▶ **Exercise directions**: Each record should be reproduced exactly.

▶ **Data listing**:
* * * * *

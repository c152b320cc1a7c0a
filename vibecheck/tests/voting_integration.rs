//! Integration tests for the full voting flow.
//!
//! These tests use the real VoteStoreService and aggregator but an in-memory
//! mock store, exercising the submit path, the multi-collection read path with
//! legacy schemas, and the daily vote lock together.

use chrono::Utc;
use serde_json::json;

use vibecheck::aggregate;
use vibecheck::lock::{DailyVoteLock, MemoryStore};
use vibecheck_repository::{MockVoteStoreProvider, VoteStoreService};
use vibecheck_shared::MoodKey;

#[tokio::test]
async fn test_submit_then_aggregate_round_trip() {
    let service = VoteStoreService::new(Box::new(MockVoteStoreProvider::new()));

    service
        .submit_vote(MoodKey::Happy, None)
        .await
        .expect("submit should succeed");

    let records = service.fetch_all().await.unwrap();
    let data = aggregate(&records, Utc::now().timestamp_millis());

    assert_eq!(data.counts.get(MoodKey::Happy), 1);
    assert_eq!(data.counts.total(), 1);
    // No location was supplied, so no point is produced.
    assert!(data.points.is_empty());
}

#[tokio::test]
async fn test_aggregation_spans_legacy_and_canonical_collections() {
    let now_ms = Utc::now().timestamp_millis();

    let mock = MockVoteStoreProvider::new();
    // Legacy collection: emoji-encoded mood, numeric epoch-ms timestamp.
    mock.seed_document("moods", json!({"mood": "🔥", "timestamp": now_ms - 5_000}));
    // Legacy collection: mood field already holding a canonical key.
    mock.seed_document("moods", json!({"mood": "sad", "timestamp": now_ms - 4_000}));
    // Canonical collection: key-encoded mood with a geotag.
    mock.seed_document(
        "votes",
        json!({
            "key": "happy",
            "mood": "🔥",
            "timestamp": now_ms - 3_000,
            "location": {"latitude": 51.5, "longitude": -0.1, "city": "London",
                         "region": null, "country": null}
        }),
    );
    // Outside the 24h window: contributes nothing.
    mock.seed_document("votes", json!({"key": "meh", "timestamp": now_ms - 90_000_000}));
    // Unresolvable mood: skipped entirely.
    mock.seed_document("votes", json!({"mood": "💀", "timestamp": now_ms}));

    let service = VoteStoreService::new(Box::new(mock));
    let records = service.fetch_all().await.unwrap();
    assert_eq!(records.len(), 5);

    let data = aggregate(&records, now_ms);
    assert_eq!(data.counts.get(MoodKey::Happy), 2);
    assert_eq!(data.counts.get(MoodKey::Meh), 0);
    assert_eq!(data.counts.get(MoodKey::Sad), 1);

    // Only the geotagged canonical record produces a point; explicit-null
    // place names are dropped, string-typed ones pass through.
    assert_eq!(data.points.len(), 1);
    let point = &data.points[0];
    assert_eq!(point.mood, MoodKey::Happy);
    assert_eq!(point.location.city.as_deref(), Some("London"));
    assert!(point.location.region.is_none());
}

#[tokio::test]
async fn test_submitted_vote_is_readable_by_legacy_emoji_readers() {
    let service = VoteStoreService::new(Box::new(MockVoteStoreProvider::new()));

    service.submit_vote(MoodKey::Sad, None).await.unwrap();

    let records = service.fetch_all().await.unwrap();
    assert_eq!(records.len(), 1);
    // The canonical record carries both encodings.
    assert_eq!(records[0]["key"], "sad");
    assert_eq!(records[0]["mood"], "😵‍💫");
}

#[tokio::test]
async fn test_daily_lock_gates_a_second_vote() {
    let today = Utc::now().date_naive();
    let service = VoteStoreService::new(Box::new(MockVoteStoreProvider::new()));
    let lock = DailyVoteLock::new(Box::new(MemoryStore::new()));

    // First vote of the day goes through and marks the lock.
    assert!(!lock.has_voted_on(today).unwrap());
    service.submit_vote(MoodKey::Meh, None).await.unwrap();
    lock.mark_voted_on(today).unwrap();

    // Second attempt the same day is blocked before reaching the store.
    assert!(lock.has_voted_on(today).unwrap());

    // The day after, the lock has implicitly expired.
    let tomorrow = today.succ_opt().unwrap();
    assert!(!lock.has_voted_on(tomorrow).unwrap());
}
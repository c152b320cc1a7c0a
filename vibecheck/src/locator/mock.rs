//! Mock IP locator for testing and local development.
//!
//! The `MockIpLocator` resolves to a pre-configured location (or to nothing),
//! allowing tests and offline development to run without network access.

use async_trait::async_trait;

use vibecheck_shared::VoteLocation;

use crate::locator::IpLocator;

/// Mock locator that returns a pre-configured result.
pub struct MockIpLocator {
    location: Option<VoteLocation>,
}

impl MockIpLocator {
    /// Create a mock locator that always resolves to `location`.
    pub fn new(location: Option<VoteLocation>) -> Self {
        Self { location }
    }

    /// Create a mock locator that never resolves a location.
    pub fn none() -> Self {
        Self { location: None }
    }
}

#[async_trait]
impl IpLocator for MockIpLocator {
    async fn lookup(&self) -> Option<VoteLocation> {
        self.location.clone()
    }
}
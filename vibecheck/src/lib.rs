//! # VibeCheck
//!
//! Client for a minimal mood-voting aggregator: users submit a single daily
//! mood vote, optionally tagged with an approximate location, and recent votes
//! are reduced into per-mood counts and a list of geotagged points.
//!
//! ## Architecture
//!
//! 1. **Locator**: best-effort IP geolocation for the optional vote location
//! 2. **Vote store** (via `vibecheck-repository`): persists and fetches raw records
//! 3. **Aggregator**: reduces heterogeneous stored records to counts + points
//! 4. **Lock**: tracks the one-vote-per-calendar-day restriction locally
//!
//! ## Modules
//!
//! - [`aggregator`]: Vote normalization and aggregation over the 24h window
//! - [`config`]: Configuration and dependency initialization
//! - [`errors`]: Error types for the client
//! - [`locator`]: Best-effort IP geolocation
//! - [`lock`]: Daily vote lock backed by durable local storage

pub mod aggregator;
pub mod config;
pub mod errors;
pub mod lock;
pub mod locator;

pub use aggregator::{aggregate, VOTE_WINDOW_MS};
pub use config::Dependencies;
pub use errors::{LockError, VibeError};
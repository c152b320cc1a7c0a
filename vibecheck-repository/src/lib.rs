//! # VibeCheck Repository
//!
//! This crate provides traits and implementations for interacting with the
//! remote vote store. It includes definitions for errors, interfaces, a
//! concrete implementation for a JSON document-store REST API, and an
//! in-memory mock for testing.

pub mod config;
pub mod errors;
pub mod interfaces;
pub mod mock;
pub mod rest;
pub mod service;

pub use config::{VoteStoreConfig, VoteStoreSource};
pub use errors::VoteStoreError;
pub use interfaces::VoteStoreProvider;
pub use mock::MockVoteStoreProvider;
pub use rest::RestVoteStoreProvider;
pub use service::VoteStoreService;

* * * * *

▶ **Output of the task**:
repository c152b320cc1a7c0a
filename vibecheck/tests/voting_integration.rs
//! Integration tests for the full voting flow.
//!
//! These tests use the real VoteStoreService and aggregator but an in-memory
//! mock store, exercising the submit path, the multi-collection read path with
//! legacy schemas, and the daily vote lock together.

use chrono::Utc;
use serde_json::json;

use vibecheck::aggregate;
use vibecheck::lock::{DailyVoteLock, MemoryStore};
use vibecheck_repository::{MockVoteStoreProvider, VoteStoreService};
use vibecheck_shared::MoodKey;

#[tokio::test]
async fn test_submit_then_aggregate_round_trip() {
    let service = VoteStoreService::new(Box::new(MockVoteStoreProvider::new()));

    service
        .submit_vote(MoodKey::Happy, None)
        .await
        .expect("submit should succeed");

    let records = service.fetch_all().await.unwrap();
    let data = aggregate(&records, Utc::now().timestamp_millis());

    assert_eq!(data.counts.get(MoodKey::Happy), 1);
    assert_eq!(data.counts.total(), 1);
    // No location was supplied, so no point is produced.
    assert!(data.points.is_empty());
}

#[tokio::test]
async fn test_aggregation_spans_legacy_and_canonical_collections() {
    let now_ms = Utc::now().timestamp_millis();

    let mock = MockVoteStoreProvider::new();
    // Legacy collection: emoji-encoded mood, numeric epoch-ms timestamp.
    mock.seed_document("moods", json!({"mood": "🔥", "timestamp": now_ms - 5_000}));
    // Legacy collection: mood field already holding a canonical key.
    mock.seed_document("moods", json!({"mood": "sad", "timestamp": now_ms - 4_000}));
    // Canonical collection: key-encoded mood with a geotag.
    mock.seed_document(
        "votes",
        json!({
            "key": "happy",
            "mood": "🔥",
            "timestamp": now_ms - 3_000,
            "location": {"latitude": 51.5, "longitude": -0.1, "city": "London",
                         "region": null, "country": null}
        }),
    );
    // Outside the 24h window: contributes nothing.
    mock.seed_document("votes", json!({"key": "meh", "timestamp": now_ms - 90_000_000}));
    // Unresolvable mood: skipped entirely.
    mock.seed_document("votes", json!({"mood": "💀", "timestamp": now_ms}));

    let service = VoteStoreService::new(Box::new(mock));
    let records = service.fetch_all().await.unwrap();
    assert_eq!(records.len(), 5);

    let data = aggregate(&records, now_ms);
    assert_eq!(data.counts.get(MoodKey::Happy), 2);
    assert_eq!(data.counts.get(MoodKey::Meh), 0);
    assert_eq!(data.counts.get(MoodKey::Sad), 1);

    // Only the geotagged canonical record produces a point; explicit-null
    // place names are dropped, string-typed ones pass through.
    assert_eq!(data.points.len(), 1);
    let point = &data.points[0];
    assert_eq!(point.mood, MoodKey::Happy);
    assert_eq!(point.location.city.as_deref(), Some("London"));
    assert!(point.location.region.is_none());
}

#[tokio::test]
async fn test_submitted_vote_is_readable_by_legacy_emoji_readers() {
    let service = VoteStoreService::new(Box::new(MockVoteStoreProvider::new()));

    service.submit_vote(MoodKey::Sad, None).await.unwrap();

    let records = service.fetch_all().await.unwrap();
    assert_eq!(records.len(), 1);
    // The canonical record carries both encodings.
    assert_eq!(records[0]["key"], "sad");
    assert_eq!(records[0]["mood"], "😵‍💫");
}

#[tokio::test]
async fn test_daily_lock_gates_a_second_vote() {
    let today = Utc::now().date_naive();
    let service = VoteStoreService::new(Box::new(MockVoteStoreProvider::new()));
    let lock = DailyVoteLock::new(Box::new(MemoryStore::new()));

    // First vote of the day goes through and marks the lock.
    assert!(!lock.has_voted_on(today).unwrap());
    service.submit_vote(MoodKey::Meh, None).await.unwrap();
    lock.mark_voted_on(today).unwrap();

    // Second attempt the same day is blocked before reaching the store.
    assert!(lock.has_voted_on(today).unwrap());

    // The day after, the lock has implicitly expired.
    let tomorrow = today.succ_opt().unwrap();
    assert!(!lock.has_voted_on(tomorrow).unwrap());
}
repository c152b320cc1a7c0a
filename vibecheck/src/locator/mock.rs
//! Mock IP locator for testing and local development.
//!
//! The `MockIpLocator` resolves to a pre-configured location (or to nothing),
//! allowing tests and offline development to run without network access.

use async_trait::async_trait;

use vibecheck_shared::VoteLocation;

use crate::locator::IpLocator;

/// Mock locator that returns a pre-configured result.
pub struct MockIpLocator {
    location: Option<VoteLocation>,
}

impl MockIpLocator {
    /// Create a mock locator that always resolves to `location`.
    pub fn new(location: Option<VoteLocation>) -> Self {
        Self { location }
    }

    /// Create a mock locator that never resolves a location.
    pub fn none() -> Self {
        Self { location: None }
    }
}

#[async_trait]
impl IpLocator for MockIpLocator {
    async fn lookup(&self) -> Option<VoteLocation> {
        self.location.clone()
    }
}
filename vibecheck/src/lib.rs
//! # VibeCheck
//!
//! Client for a minimal mood-voting aggregator: users submit a single daily
//! mood vote, optionally tagged with an approximate location, and recent votes
//! are reduced into per-mood counts and a list of geotagged points.
//!
//! ## Architecture
//!
//! 1. **Locator**: best-effort IP geolocation for the optional vote location
//! 2. **Vote store** (via `vibecheck-repository`): persists and fetches raw records
//! 3. **Aggregator**: reduces heterogeneous stored records to counts + points
//! 4. **Lock**: tracks the one-vote-per-calendar-day restriction locally
//!
//! ## Modules
//!
//! - [`aggregator`]: Vote normalization and aggregation over the 24h window
//! - [`config`]: Configuration and dependency initialization
//! - [`errors`]: Error types for the client
//! - [`locator`]: Best-effort IP geolocation
//! - [`lock`]: Daily vote lock backed by durable local storage

pub mod aggregator;
pub mod config;
pub mod errors;
pub mod lock;
pub mod locator;

pub use aggregator::{aggregate, VOTE_WINDOW_MS};
pub use config::Dependencies;
pub use errors::{LockError, VibeError};
repository c152b320cc1a7c0a
filename vibecheck-repository/src/lib.rs
//! # VibeCheck Repository
//!
//! This crate provides traits and implementations for interacting with the
//! remote vote store. It includes definitions for errors, interfaces, a
//! concrete implementation for a JSON document-store REST API, and an
//! in-memory mock for testing.

pub mod config;
pub mod errors;
pub mod interfaces;
pub mod mock;
pub mod rest;
pub mod service;

pub use config::{VoteStoreConfig, VoteStoreSource};
pub use errors::VoteStoreError;
pub use interfaces::VoteStoreProvider;
pub use mock::MockVoteStoreProvider;
pub use rest::RestVoteStoreProvider;
pub use service::VoteStoreService;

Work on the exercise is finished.